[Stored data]

━━━━━━━━━━━━━━━━━━━━━━━━━━━━━━

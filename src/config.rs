use crate::cip::{ConnectionPriority, ConnectionType};
use crate::error::{EipError, Result};
use serde::{Deserialize, Serialize};
use std::fs::File;
use std::io::BufReader;
use std::path::Path;

/// Policy used when building Forward Open requests.
#[derive(Debug, Clone, PartialEq, Eq, Serialize, Deserialize)]
pub struct ConnectionPolicy {
    #[serde(default)]
    pub priority: ConnectionPriority,
    #[serde(default)]
    pub connection_type: ConnectionType,
    /// O->T data has a variable size (default: false)
    #[serde(default)]
    pub o_to_t_variable: bool,
    /// T->O data has a variable size (default: true)
    #[serde(default = "default_true")]
    pub t_to_o_variable: bool,
    #[serde(default)]
    pub shared: bool,
    /// Tick size exponent, tick = 2^n ms (default: 6)
    #[serde(default = "default_timeout_tick_size")]
    pub timeout_tick_size: u8,
    /// Ticks before an unconnected request times out (default: 80)
    #[serde(default = "default_timeout_ticks")]
    pub timeout_ticks: u8,
    /// Connection timeout multiplier code (default: 0, i.e. x4)
    #[serde(default)]
    pub timeout_multiplier: u8,
    /// Transport class and trigger byte (default: 1, class 1 cyclic)
    #[serde(default = "default_transport_trigger")]
    pub transport_trigger: u8,
}

impl Default for ConnectionPolicy {
    fn default() -> Self {
        ConnectionPolicy {
            priority: ConnectionPriority::default(),
            connection_type: ConnectionType::default(),
            o_to_t_variable: false,
            t_to_o_variable: default_true(),
            shared: false,
            timeout_tick_size: default_timeout_tick_size(),
            timeout_ticks: default_timeout_ticks(),
            timeout_multiplier: 0,
            transport_trigger: default_transport_trigger(),
        }
    }
}

fn default_true() -> bool { true }
fn default_timeout_tick_size() -> u8 { 6 }
fn default_timeout_ticks() -> u8 { 80 }
fn default_transport_trigger() -> u8 { 1 }

/// Session configuration.
/// Values mirror the wire defaults; every field may be omitted in JSON.
#[derive(Debug, Clone, PartialEq, Eq, Serialize, Deserialize)]
pub struct SessionConfig {
    /// Explicit messaging port (default: 44818)
    #[serde(default = "default_port")]
    pub port: u16,
    /// Implicit I/O port (default: 2222)
    #[serde(default = "default_io_port")]
    pub io_port: u16,
    /// Originator vendor ID sent in Forward Open / Close
    #[serde(default = "default_vendor_id")]
    pub vendor_id: u16,
    /// Originator serial number sent in Forward Open / Close
    #[serde(default = "default_serial_number")]
    pub serial_number: u32,
    /// Encapsulation protocol version (default: 1)
    #[serde(default = "default_protocol_version")]
    pub protocol_version: u16,
    /// RegisterSession option flags (default: 0)
    #[serde(default)]
    pub register_options: u16,
    /// Timeout field of RR-Data requests (default: 0)
    #[serde(default)]
    pub rr_data_timeout: u16,
    /// Receive buffer size in bytes (default: 4096)
    #[serde(default = "default_receive_buffer_size")]
    pub receive_buffer_size: usize,
    #[serde(default)]
    pub connection: ConnectionPolicy,
}

impl Default for SessionConfig {
    fn default() -> Self {
        SessionConfig {
            port: default_port(),
            io_port: default_io_port(),
            vendor_id: default_vendor_id(),
            serial_number: default_serial_number(),
            protocol_version: default_protocol_version(),
            register_options: 0,
            rr_data_timeout: 0,
            receive_buffer_size: default_receive_buffer_size(),
            connection: ConnectionPolicy::default(),
        }
    }
}

fn default_port() -> u16 { 44818 }
fn default_io_port() -> u16 { 2222 }
fn default_vendor_id() -> u16 { 0x1234 }
fn default_serial_number() -> u32 { 0x5678_9ABC }
fn default_protocol_version() -> u16 { 1 }
fn default_receive_buffer_size() -> usize { 4096 }

impl SessionConfig {
    /// Load a JSON config file.
    pub fn load(path: impl AsRef<Path>) -> Result<Self> {
        let file = File::open(path.as_ref())?;
        let config: SessionConfig = serde_json::from_reader(BufReader::new(file))?;
        config.validate()?;
        Ok(config)
    }

    pub fn from_json(json: &str) -> Result<Self> {
        let config: SessionConfig = serde_json::from_str(json)?;
        config.validate()?;
        Ok(config)
    }

    pub fn validate(&self) -> Result<()> {
        // header alone is 24 bytes
        if self.receive_buffer_size < 24 {
            return Err(EipError::Config(format!(
                "receive_buffer_size {} cannot hold an encapsulation header",
                self.receive_buffer_size
            )));
        }
        if self.connection.timeout_multiplier > 7 {
            return Err(EipError::Config(format!(
                "timeout_multiplier {} is out of range 0..=7",
                self.connection.timeout_multiplier
            )));
        }
        Ok(())
    }
}
impl Session {
    /// Session whose connection ID generators are seeded from the OS RNG.
    pub fn new(
        socket: Box<dyn Socket>,
        io_socket: Box<dyn Socket>,
        config: SessionConfig,
    ) -> Self {
        Self::with_rng(socket, io_socket, config, &mut OsRng)
    }

    pub fn with_rng<R: RngCore + ?Sized>(
        socket: Box<dyn Socket>,
        io_socket: Box<dyn Socket>,
        config: SessionConfig,
        rng: &mut R,
    ) -> Self {
        let recv_buffer = vec![0u8; config.receive_buffer_size.max(EncapHeader::HEADER_LENGTH)];
        Session {
            socket,
            io_socket,
            config,
            session_handle: 0,
            ids: ConnectionIdGenerator::seeded(rng),
            connections: Vec::new(),
            recv_buffer,
        }
    }

    pub fn config(&self) -> &SessionConfig {
        &self.config
    }

    /// Handle assigned by the target; 0 while unregistered.
    pub fn session_id(&self) -> u32 {
        self.session_handle
    }

    pub fn is_registered(&self) -> bool {
        self.session_handle != 0
    }

    /// Open connections in creation order. Indices shift down when an
    /// earlier connection is closed.
    pub fn connections(&self) -> &[Connection] {
        &self.connections
    }

    pub fn connection(&self, index: usize) -> Option<&Connection> {
        self.connections.get(index)
    }

    /// Open both sockets on the configured ports and register a session.
    pub fn open(&mut self, hostname: &str) -> Result<()> {
        let (port, io_port) = (self.config.port, self.config.io_port);
        self.open_on(hostname, port, io_port)
    }

    /// Open both sockets and register a session. On any failure the sockets
    /// are closed again and the session stays unregistered.
    pub fn open_on(&mut self, hostname: &str, port: u16, io_port: u16) -> Result<()> {
        if self.is_registered() {
            return Err(EipError::protocol(format!(
                "session 0x{:08X} is already registered",
                self.session_handle
            )));
        }
        info!("Opening session with {}:{}", hostname, port);
        self.socket.open(hostname, port)?;
        if let Err(e) = self.io_socket.open(hostname, io_port) {
            self.close_sockets();
            return Err(e.into());
        }

        match self.register() {
            Ok(handle) => {
                self.session_handle = handle;
                info!("Registered session 0x{:08X}", handle);
                Ok(())
            }
            Err(e) => {
                error!("Session registration failed: {}", e);
                self.session_handle = 0;
                self.close_sockets();
                Err(e)
            }
        }
    }

    fn register(&mut self) -> Result<u32> {
        let data =
            RegisterSessionData::new(self.config.protocol_version, self.config.register_options);
        let req = EncapPacket::with_payload(EncapCommand::RegisterSession, 0, &data)?;
        let expected_version = self.config.protocol_version;

        let resp = self.send_command(&req)?;
        let handle = resp.header.session_handle;
        let reply: RegisterSessionData = resp.payload_as()?;

        if reply.protocol_version != expected_version {
            return Err(EipError::protocol(format!(
                "target speaks protocol version {}, this client supports only {}",
                reply.protocol_version, expected_version
            )));
        }
        if reply.options != 0 {
            warn!("RegisterSession reply has nonzero options 0x{:04X}", reply.options);
        }
        Ok(handle)
    }

    /// Unregister and close both sockets. UnregisterSession has no reply,
    /// so none is awaited.
    pub fn close(&mut self) -> Result<()> {
        let sent = if self.is_registered() {
            info!("Closing session 0x{:08X}", self.session_handle);
            let req = EncapPacket::new(EncapCommand::UnregisterSession, self.session_handle);
            self.send_packet(&req)
        } else {
            debug!("Closing unregistered session");
            Ok(())
        };
        self.close_sockets();
        self.session_handle = 0;
        sent
    }

    fn close_sockets(&mut self) {
        if let Err(e) = self.socket.close() {
            warn!("Error closing control socket: {}", e);
        }
        if let Err(e) = self.io_socket.close() {
            warn!("Error closing I/O socket: {}", e);
        }
    }

    fn send_packet(&mut self, packet: &EncapPacket<'_>) -> Result<()> {
        let bytes = to_bytes(packet)?;
        #[cfg(feature = "packet-dump")]
        log::trace!("TX {}", crate::logging::hex_dump(&bytes));
        self.socket.send(&bytes)?;
        Ok(())
    }

    /// Read one whole encapsulation frame into the receive buffer. TCP may
    /// deliver it in pieces, so keep reading until the header's length is
    /// satisfied.
    fn receive_frame(&mut self) -> Result<usize> {
        let mut filled = 0;
        loop {
            if filled == self.recv_buffer.len() {
                return Err(EipError::length(format!(
                    "reply exceeds the {} byte receive buffer",
                    self.recv_buffer.len()
                )));
            }
            let n = self.socket.receive(&mut self.recv_buffer[filled..])?;
            if n == 0 {
                return Err(EipError::protocol("target closed the connection mid-frame"));
            }
            filled += n;
            if filled >= EncapHeader::HEADER_LENGTH {
                let length = u16::from_le_bytes([self.recv_buffer[2], self.recv_buffer[3]]);
                let total = EncapHeader::HEADER_LENGTH + usize::from(length);
                if total > self.recv_buffer.len() {
                    return Err(EipError::length(format!(
                        "reply of {} bytes exceeds the {} byte receive buffer",
                        total,
                        self.recv_buffer.len()
                    )));
                }
                if filled >= total {
                    return Ok(filled);
                }
            }
        }
    }

    /// Send `req` and return the validated reply, which borrows the
    /// session's receive buffer.
    pub fn send_command(&mut self, req: &EncapPacket<'_>) -> Result<EncapPacket<'_>> {
        debug!(
            "Sending {:?} with {} payload bytes",
            req.header.command,
            req.payload_bytes().len()
        );
        self.send_packet(req)?;
        let received = self.receive_frame()?;
        let expected_handle = self.session_handle;

        let frame = &self.recv_buffer[..received];
        #[cfg(feature = "packet-dump")]
        log::trace!("RX {}", crate::logging::hex_dump(frame));
        let mut reader = BufferReader::new(frame);
        let resp = EncapPacket::deserialize_sized(&mut reader, received)?;
        check_packet(&req.header, &resp.header, expected_handle)?;
        Ok(resp)
    }

    /// Issue an explicit CIP request through SendRRData and return the
    /// message router reply. A nonzero general status is an error.
    pub fn send_rr_data_command(
        &mut self,
        service: u8,
        path: &Path,
        data: Option<&dyn Serializable>,
    ) -> Result<RrDataResponse<'static>> {
        let mut rr = RrDataRequest::new(MessageRouterRequest::new(service, path.clone(), data));
        rr.timeout = self.config.rr_data_timeout;
        let req = EncapPacket::with_payload(EncapCommand::SendRrData, self.session_handle, &rr)?;

        let resp = self.send_command(&req)?;
        let rr_resp: RrDataResponse<'_> = resp.payload_as()?;
        let rr_resp = rr_resp.into_owned();

        let mr = &rr_resp.response;
        if mr.service != service | REPLY_FLAG {
            warn!(
                "Reply service 0x{:02X} does not match request service 0x{:02X}",
                mr.service, service
            );
        }
        if !mr.is_success() {
            error!(
                "Service 0x{:02X} failed with general status 0x{:02X}, additional status {:02X?}",
                service,
                mr.general_status,
                mr.additional_status()
            );
            mr.check_status()?;
        }
        Ok(rr_resp)
    }

    /// Get_Attribute_Single on class/instance/attribute, decoded as `T`.
    pub fn get_single_attribute<T>(
        &mut self,
        class_id: u8,
        instance_id: u8,
        attribute_id: u8,
    ) -> Result<T>
    where
        T: for<'x> Deserializable<'x>,
    {
        let path = Path::attribute(class_id, instance_id, attribute_id);
        let resp = self.send_rr_data_command(GET_ATTRIBUTE_SINGLE, &path, None)?;
        resp.response.data_as()
    }

    /// Set_Attribute_Single on class/instance/attribute with the encoding of
    /// `value`.
    pub fn set_single_attribute(
        &mut self,
        class_id: u8,
        instance_id: u8,
        attribute_id: u8,
        value: &dyn Serializable,
    ) -> Result<()> {
        let path = Path::attribute(class_id, instance_id, attribute_id);
        self.send_rr_data_command(SET_ATTRIBUTE_SINGLE, &path, Some(value))?;
        Ok(())
    }

    /// Establish an I/O connection with Large Forward Open and return its
    /// index in [`Session::connections`].
    pub fn create_connection(
        &mut self,
        o_to_t: ConnectionInfo,
        t_to_o: ConnectionInfo,
    ) -> Result<usize> {
        let mut conn = Connection::with_policy(o_to_t, t_to_o, self.config.connection.clone());
        conn.originator_vendor_id = self.config.vendor_id;
        conn.originator_sn = self.config.serial_number;
        conn.connection_sn = self.ids.next_connection_sn();
        conn.o_to_t_connection_id = self.ids.next_connection_id();
        conn.t_to_o_connection_id = self.ids.next_connection_id();
        info!(
            "Opening connection 0x{:04X} (O->T assembly {}, T->O assembly {})",
            conn.connection_sn, o_to_t.assembly_id, t_to_o.assembly_id
        );

        let req = conn.create_forward_open_request();
        let path = Path::instance(CONNECTION_MANAGER_CLASS, 1);
        let resp =
            self.send_rr_data_command(LARGE_FORWARD_OPEN, &path, Some(&req as &dyn Serializable))?;
        let result: ForwardOpenSuccess<'_> = resp.response.data_as()?;

        if !conn.verify_forward_open_result(&result) {
            return Err(EipError::protocol(format!(
                "Forward Open reply does not answer connection 0x{:04X}",
                conn.connection_sn
            )));
        }
        self.connections.push(conn);
        Ok(self.connections.len() - 1)
    }

    /// Tear down the connection at `index` with Forward Close and drop it
    /// from the list. Later connections move down one index.
    pub fn close_connection(&mut self, index: usize) -> Result<()> {
        let conn = self.connections.get(index).ok_or(EipError::NoSuchConnection(index))?;
        info!("Closing connection 0x{:04X}", conn.connection_sn);
        let req = conn.create_forward_close_request();
        let path = Path::instance(CONNECTION_MANAGER_CLASS, 1);

        let resp =
            self.send_rr_data_command(FORWARD_CLOSE, &path, Some(&req as &dyn Serializable))?;
        let result: ForwardCloseSuccess<'_> = resp.response.data_as()?;
        if !self.connections[index].verify_forward_close_result(&result) {
            return Err(EipError::protocol(format!(
                "Forward Close reply does not answer connection 0x{:04X}",
                self.connections[index].connection_sn
            )));
        }
        self.connections.remove(index);
        Ok(())
    }

    /// Receive one implicit I/O datagram. Sequence numbers are left to the
    /// caller.
    pub fn receive_io_packet(&mut self) -> Result<CpfPacket<'static>> {
        let n = self.io_socket.receive(&mut self.recv_buffer)?;
        let mut reader = BufferReader::new(&self.recv_buffer[..n]);
        let packet = CpfPacket::deserialize(&mut reader)?;
        if reader.position() != n {
            warn!("I/O datagram of {} bytes has {} trailing bytes", n, n - reader.position());
        }
        Ok(packet.into_owned())
    }

    pub fn send_io_packet(&mut self, packet: &CpfPacket<'_>) -> Result<()> {
        self.io_socket.send_serializable(packet)?;
        Ok(())
    }

    /// ListIdentity over the control socket; one entry per identity item in
    /// the reply. Works with or without a registered session.
    pub fn list_identity(&mut self) -> Result<Vec<IdentityItemData>> {
        let req = EncapPacket::new(EncapCommand::ListIdentity, self.session_handle);
        let resp = self.send_command(&req)?;
        let packet: CpfPacket<'_> = resp.payload_as()?;
        packet
            .items
            .iter()
            .filter(|item| item.item_type == CpfItemType::ListIdentityResponse)
            .map(|item| item.data_as::<IdentityItemData>())
            .collect()
    }
}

━━━━━━━━━━━━━━━━━━━━━━━━━━━━━━

ASSIGNMENT:
Find the word "position" in the records and pull out each line that has it.

RESPONSE AREA:
        if reader.position() != n {
            warn!("I/O datagram of {} bytes has {} trailing bytes", n, n - reader.position());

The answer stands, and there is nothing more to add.